> _Task prompt_: Output all of the entries below precisely as written.

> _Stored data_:
»»

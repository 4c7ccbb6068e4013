//! # firekit-types
//!
//! Shared types for the firekit platform wrappers.
//!
//! This crate provides the foundational types used across all firekit crates:
//! - [`Value`], [`Fields`] - The document store's value model
//! - [`DocumentRef`], [`DocumentSnapshot`] - Document identity and reads
//! - [`Message`] - Push message payloads for the messaging service
//! - [`PathError`] - Path validation errors

#![warn(missing_docs)]
#![warn(clippy::all)]

mod document;
mod error;
mod message;
mod value;

pub use document::{
    new_document_id, validate_collection_path, DocumentRef, DocumentSnapshot, MAX_PATH_BYTES,
};
pub use error::PathError;
pub use message::{
    AndroidConfig, AndroidNotification, AndroidPriority, ApnsConfig, FcmOptions, Message,
    Notification, Target, WebpushConfig,
};
pub use value::{fields_from_json, get_field, Fields, Value};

««

> _Task output_:
repository 4c7ccbb6068e4013
//! # firekit-types
//!
//! Shared types for the firekit platform wrappers.
//!
//! This crate provides the foundational types used across all firekit crates:
//! - [`Value`], [`Fields`] - The document store's value model
//! - [`DocumentRef`], [`DocumentSnapshot`] - Document identity and reads
//! - [`Message`] - Push message payloads for the messaging service
//! - [`PathError`] - Path validation errors

#![warn(missing_docs)]
#![warn(clippy::all)]

mod document;
mod error;
mod message;
mod value;

pub use document::{
    new_document_id, validate_collection_path, DocumentRef, DocumentSnapshot, MAX_PATH_BYTES,
};
pub use error::PathError;
pub use message::{
    AndroidConfig, AndroidNotification, AndroidPriority, ApnsConfig, FcmOptions, Message,
    Notification, Target, WebpushConfig,
};
pub use value::{fields_from_json, get_field, Fields, Value};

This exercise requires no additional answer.